Directions: Take from the data every line in which the word "pricing" is found.

Source material Block Start

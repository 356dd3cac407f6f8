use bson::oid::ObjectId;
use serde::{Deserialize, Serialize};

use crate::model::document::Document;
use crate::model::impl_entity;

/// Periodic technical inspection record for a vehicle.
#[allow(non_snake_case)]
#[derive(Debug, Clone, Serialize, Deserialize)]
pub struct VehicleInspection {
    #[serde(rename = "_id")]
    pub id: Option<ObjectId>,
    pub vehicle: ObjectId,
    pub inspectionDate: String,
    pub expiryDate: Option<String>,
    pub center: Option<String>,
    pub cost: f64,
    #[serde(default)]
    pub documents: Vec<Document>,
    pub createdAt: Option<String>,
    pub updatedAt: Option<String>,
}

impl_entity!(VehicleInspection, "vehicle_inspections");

Source material Block End
Source material Block Start

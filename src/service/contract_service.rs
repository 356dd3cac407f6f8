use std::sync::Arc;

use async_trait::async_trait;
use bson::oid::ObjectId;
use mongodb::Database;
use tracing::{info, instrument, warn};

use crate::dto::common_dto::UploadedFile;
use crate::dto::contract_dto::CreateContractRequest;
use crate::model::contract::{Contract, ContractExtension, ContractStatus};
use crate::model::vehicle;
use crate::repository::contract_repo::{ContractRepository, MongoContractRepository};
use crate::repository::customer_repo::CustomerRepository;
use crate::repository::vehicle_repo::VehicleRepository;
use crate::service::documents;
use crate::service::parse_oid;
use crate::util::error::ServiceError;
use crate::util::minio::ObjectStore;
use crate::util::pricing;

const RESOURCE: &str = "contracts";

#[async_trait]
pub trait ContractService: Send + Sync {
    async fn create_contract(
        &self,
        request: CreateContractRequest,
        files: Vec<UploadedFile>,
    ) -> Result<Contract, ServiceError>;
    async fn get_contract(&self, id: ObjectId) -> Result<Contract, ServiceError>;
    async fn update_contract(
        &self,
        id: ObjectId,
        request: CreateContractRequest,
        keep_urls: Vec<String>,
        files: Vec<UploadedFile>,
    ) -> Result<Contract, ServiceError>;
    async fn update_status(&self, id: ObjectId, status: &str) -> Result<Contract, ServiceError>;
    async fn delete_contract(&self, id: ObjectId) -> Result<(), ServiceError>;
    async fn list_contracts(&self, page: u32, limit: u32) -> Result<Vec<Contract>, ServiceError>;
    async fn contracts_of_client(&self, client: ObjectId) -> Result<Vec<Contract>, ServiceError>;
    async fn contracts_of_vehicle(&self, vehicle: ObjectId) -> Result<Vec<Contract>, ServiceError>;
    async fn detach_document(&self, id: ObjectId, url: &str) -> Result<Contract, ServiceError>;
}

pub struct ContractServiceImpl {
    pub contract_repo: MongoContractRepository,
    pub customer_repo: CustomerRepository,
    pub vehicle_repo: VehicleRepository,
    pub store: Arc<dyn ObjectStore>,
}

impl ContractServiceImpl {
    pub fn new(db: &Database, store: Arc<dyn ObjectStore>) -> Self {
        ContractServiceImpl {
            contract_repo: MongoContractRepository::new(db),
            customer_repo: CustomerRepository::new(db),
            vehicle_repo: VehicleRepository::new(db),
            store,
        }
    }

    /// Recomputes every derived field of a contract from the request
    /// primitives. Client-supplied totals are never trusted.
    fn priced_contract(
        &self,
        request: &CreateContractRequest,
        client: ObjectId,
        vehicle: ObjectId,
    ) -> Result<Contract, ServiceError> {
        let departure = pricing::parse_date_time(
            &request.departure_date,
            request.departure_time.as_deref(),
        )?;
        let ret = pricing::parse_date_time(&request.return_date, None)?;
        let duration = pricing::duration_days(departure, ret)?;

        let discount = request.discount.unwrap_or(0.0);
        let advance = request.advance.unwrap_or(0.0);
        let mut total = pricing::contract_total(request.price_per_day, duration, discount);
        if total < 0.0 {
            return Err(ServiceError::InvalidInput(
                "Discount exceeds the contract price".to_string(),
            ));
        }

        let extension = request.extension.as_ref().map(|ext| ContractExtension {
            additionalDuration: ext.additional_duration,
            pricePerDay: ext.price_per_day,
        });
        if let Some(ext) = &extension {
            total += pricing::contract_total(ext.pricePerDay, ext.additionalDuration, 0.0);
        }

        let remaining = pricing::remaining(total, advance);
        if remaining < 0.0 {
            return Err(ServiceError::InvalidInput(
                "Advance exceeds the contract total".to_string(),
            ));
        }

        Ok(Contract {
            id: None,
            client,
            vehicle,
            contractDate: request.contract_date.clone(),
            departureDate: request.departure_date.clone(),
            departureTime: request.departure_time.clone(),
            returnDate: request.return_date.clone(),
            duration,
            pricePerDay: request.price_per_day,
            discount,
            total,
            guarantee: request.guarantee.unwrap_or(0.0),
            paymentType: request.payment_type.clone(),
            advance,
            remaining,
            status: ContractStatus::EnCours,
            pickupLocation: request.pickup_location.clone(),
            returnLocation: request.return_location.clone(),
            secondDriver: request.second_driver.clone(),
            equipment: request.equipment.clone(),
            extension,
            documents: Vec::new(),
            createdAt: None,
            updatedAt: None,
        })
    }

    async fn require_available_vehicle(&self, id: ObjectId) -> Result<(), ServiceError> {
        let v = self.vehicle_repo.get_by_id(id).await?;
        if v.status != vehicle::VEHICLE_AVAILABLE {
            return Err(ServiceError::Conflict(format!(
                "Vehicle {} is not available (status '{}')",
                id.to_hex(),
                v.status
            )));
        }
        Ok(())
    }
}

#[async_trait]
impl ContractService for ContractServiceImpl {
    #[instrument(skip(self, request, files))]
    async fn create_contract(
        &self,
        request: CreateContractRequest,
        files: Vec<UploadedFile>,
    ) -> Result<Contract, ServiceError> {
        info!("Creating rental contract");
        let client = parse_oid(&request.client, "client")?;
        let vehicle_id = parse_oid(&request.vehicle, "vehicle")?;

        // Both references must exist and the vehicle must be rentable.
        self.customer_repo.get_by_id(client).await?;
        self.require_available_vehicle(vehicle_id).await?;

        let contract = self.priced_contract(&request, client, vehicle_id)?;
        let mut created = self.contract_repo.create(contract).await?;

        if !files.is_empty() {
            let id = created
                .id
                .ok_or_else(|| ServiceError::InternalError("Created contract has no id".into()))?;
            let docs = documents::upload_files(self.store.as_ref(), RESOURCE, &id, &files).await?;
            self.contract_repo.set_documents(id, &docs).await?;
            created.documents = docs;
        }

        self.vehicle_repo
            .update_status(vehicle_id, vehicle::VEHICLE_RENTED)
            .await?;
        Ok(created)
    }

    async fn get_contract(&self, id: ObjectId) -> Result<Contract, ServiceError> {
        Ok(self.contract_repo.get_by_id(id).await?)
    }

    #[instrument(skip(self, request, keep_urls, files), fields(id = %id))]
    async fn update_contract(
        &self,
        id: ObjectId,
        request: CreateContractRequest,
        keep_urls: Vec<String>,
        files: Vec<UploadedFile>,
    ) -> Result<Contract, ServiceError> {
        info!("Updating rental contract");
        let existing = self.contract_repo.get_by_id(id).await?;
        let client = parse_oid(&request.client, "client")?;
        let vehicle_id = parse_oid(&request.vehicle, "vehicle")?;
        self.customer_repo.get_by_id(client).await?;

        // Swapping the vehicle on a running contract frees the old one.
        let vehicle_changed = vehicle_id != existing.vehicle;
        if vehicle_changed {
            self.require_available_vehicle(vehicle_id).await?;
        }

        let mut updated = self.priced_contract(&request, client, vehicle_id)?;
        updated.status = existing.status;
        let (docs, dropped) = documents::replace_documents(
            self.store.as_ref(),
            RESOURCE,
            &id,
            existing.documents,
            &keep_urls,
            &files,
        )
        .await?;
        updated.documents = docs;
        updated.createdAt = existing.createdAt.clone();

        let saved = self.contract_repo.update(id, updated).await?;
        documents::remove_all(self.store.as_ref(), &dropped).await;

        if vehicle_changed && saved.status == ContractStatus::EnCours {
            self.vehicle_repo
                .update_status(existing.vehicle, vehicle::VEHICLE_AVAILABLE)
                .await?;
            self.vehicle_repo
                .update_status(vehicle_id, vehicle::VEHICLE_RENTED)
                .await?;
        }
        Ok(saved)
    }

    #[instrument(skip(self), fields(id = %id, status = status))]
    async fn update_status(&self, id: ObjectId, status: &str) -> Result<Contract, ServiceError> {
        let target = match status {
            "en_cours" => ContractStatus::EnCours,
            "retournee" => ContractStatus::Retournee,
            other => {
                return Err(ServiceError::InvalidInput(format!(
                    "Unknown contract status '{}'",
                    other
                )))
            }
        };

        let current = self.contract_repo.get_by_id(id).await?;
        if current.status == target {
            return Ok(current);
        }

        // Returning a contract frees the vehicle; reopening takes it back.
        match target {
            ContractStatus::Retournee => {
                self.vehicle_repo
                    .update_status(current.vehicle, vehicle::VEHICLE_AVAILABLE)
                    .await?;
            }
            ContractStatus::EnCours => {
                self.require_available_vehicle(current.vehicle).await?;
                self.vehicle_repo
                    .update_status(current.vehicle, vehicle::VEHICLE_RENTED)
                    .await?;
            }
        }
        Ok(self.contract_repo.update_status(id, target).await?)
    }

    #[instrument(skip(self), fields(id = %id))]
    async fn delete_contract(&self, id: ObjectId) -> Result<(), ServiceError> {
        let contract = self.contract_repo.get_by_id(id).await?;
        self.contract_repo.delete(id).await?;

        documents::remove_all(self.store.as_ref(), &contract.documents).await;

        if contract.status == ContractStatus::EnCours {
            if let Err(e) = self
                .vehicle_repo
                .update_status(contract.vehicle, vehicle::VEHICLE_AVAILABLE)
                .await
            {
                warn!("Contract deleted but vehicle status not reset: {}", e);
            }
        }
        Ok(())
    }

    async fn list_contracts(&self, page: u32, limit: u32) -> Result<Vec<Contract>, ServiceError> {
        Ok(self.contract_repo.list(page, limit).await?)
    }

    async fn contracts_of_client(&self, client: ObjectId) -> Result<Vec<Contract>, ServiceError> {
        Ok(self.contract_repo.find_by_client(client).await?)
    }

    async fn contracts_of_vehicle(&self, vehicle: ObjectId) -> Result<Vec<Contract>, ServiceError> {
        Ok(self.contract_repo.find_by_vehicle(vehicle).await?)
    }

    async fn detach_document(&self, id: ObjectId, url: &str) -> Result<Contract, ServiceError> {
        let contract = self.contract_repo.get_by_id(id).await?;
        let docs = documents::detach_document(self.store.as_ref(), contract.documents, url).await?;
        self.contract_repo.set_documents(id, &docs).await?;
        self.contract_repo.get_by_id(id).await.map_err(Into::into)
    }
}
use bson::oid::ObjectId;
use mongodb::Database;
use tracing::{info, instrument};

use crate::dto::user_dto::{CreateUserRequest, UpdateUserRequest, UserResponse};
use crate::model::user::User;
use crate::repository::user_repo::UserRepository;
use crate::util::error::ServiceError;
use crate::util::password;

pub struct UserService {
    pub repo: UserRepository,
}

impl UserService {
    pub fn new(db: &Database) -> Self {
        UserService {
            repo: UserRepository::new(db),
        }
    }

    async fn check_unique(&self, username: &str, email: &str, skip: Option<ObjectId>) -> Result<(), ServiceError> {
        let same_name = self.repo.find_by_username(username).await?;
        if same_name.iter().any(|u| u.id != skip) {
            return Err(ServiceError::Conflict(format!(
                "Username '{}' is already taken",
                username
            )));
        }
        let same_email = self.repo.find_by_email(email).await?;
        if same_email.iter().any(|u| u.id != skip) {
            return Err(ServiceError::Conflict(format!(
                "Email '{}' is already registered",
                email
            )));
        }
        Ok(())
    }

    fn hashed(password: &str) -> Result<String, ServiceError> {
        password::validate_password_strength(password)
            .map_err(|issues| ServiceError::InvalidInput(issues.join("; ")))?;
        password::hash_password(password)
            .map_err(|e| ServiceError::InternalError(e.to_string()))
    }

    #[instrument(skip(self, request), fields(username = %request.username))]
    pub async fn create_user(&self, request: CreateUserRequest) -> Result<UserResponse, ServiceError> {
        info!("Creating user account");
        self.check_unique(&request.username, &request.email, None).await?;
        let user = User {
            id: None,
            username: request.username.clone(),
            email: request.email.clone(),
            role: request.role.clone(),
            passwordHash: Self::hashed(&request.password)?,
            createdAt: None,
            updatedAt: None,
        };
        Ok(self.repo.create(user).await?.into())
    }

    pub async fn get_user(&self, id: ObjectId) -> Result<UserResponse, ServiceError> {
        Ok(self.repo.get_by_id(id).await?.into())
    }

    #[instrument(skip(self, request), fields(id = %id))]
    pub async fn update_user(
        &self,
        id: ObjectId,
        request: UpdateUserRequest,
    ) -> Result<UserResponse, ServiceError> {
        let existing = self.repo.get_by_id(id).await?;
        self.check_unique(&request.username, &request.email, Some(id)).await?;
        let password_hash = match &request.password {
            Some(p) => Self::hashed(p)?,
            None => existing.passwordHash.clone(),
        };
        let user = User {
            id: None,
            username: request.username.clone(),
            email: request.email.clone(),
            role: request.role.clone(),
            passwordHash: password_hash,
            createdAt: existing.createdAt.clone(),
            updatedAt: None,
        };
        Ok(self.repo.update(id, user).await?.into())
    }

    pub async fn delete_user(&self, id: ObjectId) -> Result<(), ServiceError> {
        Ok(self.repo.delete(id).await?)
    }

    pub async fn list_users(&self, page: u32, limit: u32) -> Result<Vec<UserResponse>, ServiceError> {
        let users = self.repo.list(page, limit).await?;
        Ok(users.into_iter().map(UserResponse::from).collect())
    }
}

Source material Block End

Answer for the task:
use crate::util::pricing;
        let departure = pricing::parse_date_time(
        let ret = pricing::parse_date_time(&request.return_date, None)?;
        let duration = pricing::duration_days(departure, ret)?;
        let mut total = pricing::contract_total(request.price_per_day, duration, discount);
            total += pricing::contract_total(ext.pricePerDay, ext.additionalDuration, 0.0);
        let remaining = pricing::remaining(total, advance);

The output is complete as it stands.